→ **Exercise requirements**
In the data that follows, count every line holding the string "composed" and give the count alone.

→ **Data to examine**
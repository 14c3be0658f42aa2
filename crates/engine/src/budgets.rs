//! Monthly budget rows.
//!
//! At most one row exists per (user, month); writes go through an upsert on
//! that composite key.

use chrono::{DateTime, Utc};
use sea_orm::entity::prelude::*;
use serde::{Deserialize, Serialize};

use crate::{EngineError, ResultEngine};

/// Default monthly income (3000.00) used when a budget is read before one
/// was ever set for the current month.
pub const DEFAULT_MONTHLY_INCOME_MINOR: i64 = 300_000;

#[derive(Clone, Debug, PartialEq, Eq, Serialize, Deserialize)]
pub struct Budget {
    pub user_id: String,
    /// Calendar month key, `YYYY-MM`.
    pub month: String,
    pub monthly_income_minor: i64,
    pub updated_at: DateTime<Utc>,
}

/// Checks the `YYYY-MM` month-key shape and range.
pub(crate) fn validate_month(month: &str) -> ResultEngine<()> {
    let invalid = || EngineError::InvalidDate(format!("invalid month key: {month}"));

    let (year, month_number) = month.split_once('-').ok_or_else(invalid)?;
    if year.len() != 4 || month_number.len() != 2 {
        return Err(invalid());
    }
    if !year.chars().all(|c| c.is_ascii_digit()) {
        return Err(invalid());
    }
    let month_number: u32 = month_number.parse().map_err(|_| invalid())?;
    if !(1..=12).contains(&month_number) {
        return Err(invalid());
    }
    Ok(())
}

#[derive(Clone, Debug, PartialEq, DeriveEntityModel)]
#[sea_orm(table_name = "budgets")]
pub struct Model {
    #[sea_orm(primary_key, auto_increment = false)]
    pub user_id: String,
    #[sea_orm(primary_key, auto_increment = false)]
    pub month: String,
    pub monthly_income_minor: i64,
    pub updated_at: DateTimeUtc,
}

#[derive(Copy, Clone, Debug, EnumIter, DeriveRelation)]
pub enum Relation {}

impl ActiveModelBehavior for ActiveModel {}

impl From<Model> for Budget {
    fn from(model: Model) -> Self {
        Self {
            user_id: model.user_id,
            month: model.month,
            monthly_income_minor: model.monthly_income_minor,
            updated_at: model.updated_at,
        }
    }
}

#[cfg(test)]
mod tests {
    use super::*;

    #[test]
    fn month_key_shape_is_enforced() {
        assert!(validate_month("2025-01").is_ok());
        assert!(validate_month("2025-12").is_ok());
        assert!(validate_month("2025-13").is_err());
        assert!(validate_month("2025-00").is_err());
        assert!(validate_month("25-01").is_err());
        assert!(validate_month("2025-1").is_err());
        assert!(validate_month("2025/01").is_err());
        assert!(validate_month("").is_err());
    }
}
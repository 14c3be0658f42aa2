//! Adds installment metadata to `expenses`.
//!
//! Rows created by an installment split carry the batch size, their 1-based
//! position in it and the original purchase date, so clients can group and
//! display split purchases.

use sea_orm_migration::prelude::*;

#[derive(DeriveMigrationName)]
pub struct Migration;

#[derive(Iden)]
enum Expenses {
    Table,
    Installments,
    InstallmentNumber,
    OriginalPurchaseDate,
}

#[async_trait::async_trait]
impl MigrationTrait for Migration {
    async fn up(&self, manager: &SchemaManager) -> Result<(), DbErr> {
        manager
            .alter_table(
                Table::alter()
                    .table(Expenses::Table)
                    .add_column(ColumnDef::new(Expenses::Installments).integer())
                    .to_owned(),
            )
            .await?;
        manager
            .alter_table(
                Table::alter()
                    .table(Expenses::Table)
                    .add_column(ColumnDef::new(Expenses::InstallmentNumber).integer())
                    .to_owned(),
            )
            .await?;
        manager
            .alter_table(
                Table::alter()
                    .table(Expenses::Table)
                    .add_column(ColumnDef::new(Expenses::OriginalPurchaseDate).date())
                    .to_owned(),
            )
            .await?;

        Ok(())
    }

    async fn down(&self, manager: &SchemaManager) -> Result<(), DbErr> {
        manager
            .alter_table(
                Table::alter()
                    .table(Expenses::Table)
                    .drop_column(Expenses::OriginalPurchaseDate)
                    .to_owned(),
            )
            .await?;
        manager
            .alter_table(
                Table::alter()
                    .table(Expenses::Table)
                    .drop_column(Expenses::InstallmentNumber)
                    .to_owned(),
            )
            .await?;
        manager
            .alter_table(
                Table::alter()
                    .table(Expenses::Table)
                    .drop_column(Expenses::Installments)
                    .to_owned(),
            )
            .await?;
        Ok(())
    }
}
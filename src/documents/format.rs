//! Upload format detection
//!
//! Maps an uploaded file to one of the supported formats, and each format to
//! the structural shape its extractor produces.

use serde::{Deserialize, Serialize};
use std::path::Path;

use super::content::DocumentShape;

/// Leading bytes of every PDF file
const PDF_MAGIC: &[u8] = b"%PDF";

#[derive(Debug, Clone, Copy, PartialEq, Eq, Hash, Serialize, Deserialize)]
#[serde(rename_all = "snake_case")]
pub enum DocumentFormat {
    Pdf,
    Docx,
    Xlsx,
    Csv,
    Tsv,
    Text,
}

impl DocumentFormat {
    pub fn from_extension(extension: &str) -> Option<Self> {
        match extension.to_lowercase().as_str() {
            "pdf" => Some(DocumentFormat::Pdf),
            "docx" => Some(DocumentFormat::Docx),
            "xlsx" | "xlsm" => Some(DocumentFormat::Xlsx),
            "csv" => Some(DocumentFormat::Csv),
            "tsv" | "tab" => Some(DocumentFormat::Tsv),
            "txt" | "text" | "md" | "markdown" | "log" => Some(DocumentFormat::Text),
            _ => None,
        }
    }

    /// Detect from the file name, falling back to magic bytes
    pub fn detect(filename: &str, bytes: &[u8]) -> Option<Self> {
        let by_extension = Path::new(filename)
            .extension()
            .and_then(|e| e.to_str())
            .and_then(Self::from_extension);

        by_extension.or_else(|| {
            if bytes.starts_with(PDF_MAGIC) {
                Some(DocumentFormat::Pdf)
            } else {
                None
            }
        })
    }

    pub fn shape(&self) -> DocumentShape {
        match self {
            DocumentFormat::Pdf => DocumentShape::Paginated,
            DocumentFormat::Docx | DocumentFormat::Text => DocumentShape::Flat,
            DocumentFormat::Xlsx => DocumentShape::Tabular,
            DocumentFormat::Csv | DocumentFormat::Tsv => DocumentShape::Delimited,
        }
    }

    /// Name shown to the model in the composed prompt
    pub fn label(&self) -> &'static str {
        match self {
            DocumentFormat::Pdf => "PDF",
            DocumentFormat::Docx => "Word",
            DocumentFormat::Xlsx => "Excel",
            DocumentFormat::Csv => "CSV",
            DocumentFormat::Tsv => "TSV",
            DocumentFormat::Text => "text",
        }
    }
}

#[cfg(test)]
mod tests {
    use super::*;

    #[test]
    fn test_detect_by_extension() {
        assert_eq!(DocumentFormat::detect("report.PDF", b""), Some(DocumentFormat::Pdf));
        assert_eq!(DocumentFormat::detect("q1.xlsx", b""), Some(DocumentFormat::Xlsx));
        assert_eq!(DocumentFormat::detect("notes.md", b""), Some(DocumentFormat::Text));
        assert_eq!(DocumentFormat::detect("data.tsv", b""), Some(DocumentFormat::Tsv));
    }

    #[test]
    fn test_detect_pdf_by_magic() {
        assert_eq!(DocumentFormat::detect("upload", b"%PDF-1.7\n..."), Some(DocumentFormat::Pdf));
        assert_eq!(DocumentFormat::detect("upload.bin", b"\x00\x01"), None);
    }

    #[test]
    fn test_shapes() {
        assert_eq!(DocumentFormat::Pdf.shape(), DocumentShape::Paginated);
        assert_eq!(DocumentFormat::Docx.shape(), DocumentShape::Flat);
        assert_eq!(DocumentFormat::Xlsx.shape(), DocumentShape::Tabular);
        assert_eq!(DocumentFormat::Csv.shape(), DocumentShape::Delimited);
    }
}
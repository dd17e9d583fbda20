//! Delimited text (CSV, TSV): one unnamed sheet, first record as header.

use super::ExtractError;
use crate::documents::content::ExtractedContent;

pub fn extract_delimited(bytes: &[u8], delimiter: u8) -> Result<ExtractedContent, ExtractError> {
    let bytes = bytes.strip_prefix(b"\xef\xbb\xbf").unwrap_or(bytes);
    let mut reader = csv::ReaderBuilder::new()
        .has_headers(false)
        .flexible(true)
        .delimiter(delimiter)
        .from_reader(bytes);

    let mut records = Vec::new();
    for (row_num, result) in reader.byte_records().enumerate() {
        let record = result.map_err(|e| {
            tracing::warn!(row = row_num + 1, error = %e, "Failed to read delimited record");
            ExtractError::Csv(e)
        })?;
        let cells: Vec<String> = record
            .iter()
            .map(|field| String::from_utf8_lossy(field).trim().to_string())
            .collect();
        if cells.iter().any(|c| !c.is_empty()) {
            records.push(cells);
        }
    }

    let mut records = records.into_iter();
    let header = records.next().unwrap_or_default();
    Ok(ExtractedContent::delimited(header, records.collect()))
}
//! Ingestion Orchestrator
//!
//! One uploaded file in, one composed prompt out: detect the format, run
//! its extractor, sample to the token budget, disclose any sampling and
//! wrap the result with the user's question.

use chrono::{DateTime, Utc};
use serde::{Deserialize, Serialize};
use std::fs;
use std::path::Path;
use thiserror::Error;
use ulid::Ulid;

use super::annotator::{detect_truncation, disclosure};
use super::content::DocumentShape;
use super::extract::{extract, ExtractError};
use super::format::DocumentFormat;
use super::sampler::{sample, SampleError, SampledResult};
use crate::config::Settings;
use crate::context::count_tokens;

/// Sent after the document when the user asked nothing
pub const DEFAULT_PROMPT: &str = "Please analyze this document and summarize its key contents.";

/// Document content when extraction found no text at all
pub const EMPTY_DOCUMENT_FALLBACK: &str = "[This document contains no extractable text.]";

#[derive(Error, Debug)]
pub enum IngestError {
    #[error("Unsupported file type: {0}")]
    UnsupportedFormat(String),
    #[error("Extraction failed: {0}")]
    ExtractionFailed(#[from] ExtractError),
    #[error("File too large: {0} bytes (max {1} bytes)")]
    FileTooLarge(u64, u64),
    #[error("Sampling failed: {0}")]
    Sampling(#[from] SampleError),
    #[error("IO error: {0}")]
    Io(#[from] std::io::Error),
}

impl Serialize for IngestError {
    fn serialize<S>(&self, serializer: S) -> Result<S::Ok, S::Error>
    where
        S: serde::Serializer,
    {
        serializer.serialize_str(&self.to_string())
    }
}

impl IngestError {
    /// Names the file's extension, or the whole name when it has none
    pub fn unsupported_format(filename: &str) -> Self {
        let extension = Path::new(filename)
            .extension()
            .map(|e| e.to_string_lossy().to_string())
            .unwrap_or_else(|| filename.to_string());
        IngestError::UnsupportedFormat(extension)
    }

    /// Text safe to show the person who uploaded the file
    pub fn user_message(&self) -> String {
        match self {
            IngestError::UnsupportedFormat(_) => {
                "This file type is not supported. Upload a PDF, Word, Excel, CSV, TSV or text file.".to_string()
            }
            IngestError::FileTooLarge(_, max) => {
                format!("This file is too large. The limit is {} MB.", max / (1024 * 1024))
            }
            IngestError::ExtractionFailed(_) | IngestError::Io(_) => {
                "Could not process this file. It may be corrupt or password protected.".to_string()
            }
            IngestError::Sampling(_) => "Could not process this file.".to_string(),
        }
    }
}

/// Everything produced for one upload
#[derive(Debug, Clone, Serialize, Deserialize)]
#[serde(rename_all = "camelCase")]
pub struct IngestedDocument {
    pub upload_id: String,
    pub filename: String,
    pub format: DocumentFormat,
    pub shape: DocumentShape,
    pub sampled: SampledResult,
    /// Whether the sampling disclosure was added to the prompt
    pub sampling_disclosed: bool,
    /// The only text sent on to the model
    pub prompt: String,
    pub prompt_tokens: u32,
    pub processed_at: DateTime<Utc>,
}

pub struct Ingestor {
    settings: Settings,
}

impl Ingestor {
    pub fn new(settings: Settings) -> Self {
        Self { settings }
    }

    pub fn settings(&self) -> &Settings {
        &self.settings
    }

    /// Read and ingest a file from disk
    pub fn ingest_path(&self, path: &Path, question: Option<&str>) -> Result<IngestedDocument, IngestError> {
        let file_size = fs::metadata(path)?.len();
        self.check_size(file_size)?;

        let bytes = fs::read(path)?;
        let filename = path
            .file_name()
            .map(|n| n.to_string_lossy().to_string())
            .unwrap_or_else(|| "unknown".to_string());

        self.ingest_bytes(&filename, &bytes, question)
    }

    /// Ingest an upload already in memory. All or nothing: on error no
    /// partial document is returned.
    #[tracing::instrument(skip(self, bytes, question), fields(size = bytes.len()))]
    pub fn ingest_bytes(
        &self,
        filename: &str,
        bytes: &[u8],
        question: Option<&str>,
    ) -> Result<IngestedDocument, IngestError> {
        self.check_size(bytes.len() as u64)?;

        let format = DocumentFormat::detect(filename, bytes)
            .ok_or_else(|| IngestError::unsupported_format(filename))?;

        let content = extract(format, bytes).map_err(|e| {
            tracing::warn!(filename, error = %e, "Extraction failed");
            IngestError::from(e)
        })?;

        let sampled = if content.is_empty() {
            tracing::info!(filename, "No extractable text, using fallback");
            SampledResult::full(EMPTY_DOCUMENT_FALLBACK.to_string(), 0)
        } else {
            sample(&content, self.settings.token_budget)?
        };

        // Text that fit whole is never disclosed, whatever brackets it carries
        let sampling_disclosed =
            sampled.was_truncated || (sampled.tier.is_sampled() && detect_truncation(&sampled.text));
        let question = question
            .map(str::trim)
            .filter(|q| !q.is_empty())
            .unwrap_or(self.settings.default_prompt.as_str());
        let prompt = compose_prompt(format, filename, &sampled.text, sampling_disclosed, question);
        let prompt_tokens = count_tokens(&prompt);

        let document = IngestedDocument {
            upload_id: Ulid::new().to_string(),
            filename: filename.to_string(),
            format,
            shape: content.shape(),
            sampled,
            sampling_disclosed,
            prompt,
            prompt_tokens,
            processed_at: Utc::now(),
        };

        tracing::info!(
            upload_id = %document.upload_id,
            filename,
            format = format.label(),
            tier = document.sampled.tier.display_name(),
            total_units = document.sampled.total_units,
            included_units = document.sampled.included_units,
            prompt_tokens,
            "Ingested document"
        );

        Ok(document)
    }

    fn check_size(&self, size: u64) -> Result<(), IngestError> {
        let max = self.settings.max_file_size_bytes;
        if size > max {
            return Err(IngestError::FileTooLarge(size, max));
        }
        Ok(())
    }
}

/// The single string handed to the language model
pub fn compose_prompt(
    format: DocumentFormat,
    filename: &str,
    text: &str,
    disclose_sampling: bool,
    question: &str,
) -> String {
    let mut prompt = format!("I've uploaded a {} file ({}).\n", format.label(), filename);
    if let Some(note) = disclosure(disclose_sampling) {
        prompt.push_str(note);
        prompt.push('\n');
    }
    prompt.push_str("\nDocument content:\n");
    prompt.push_str(text);
    prompt.push_str("\n\n");
    prompt.push_str(question);
    prompt
}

→ **Answer to the exercise**
2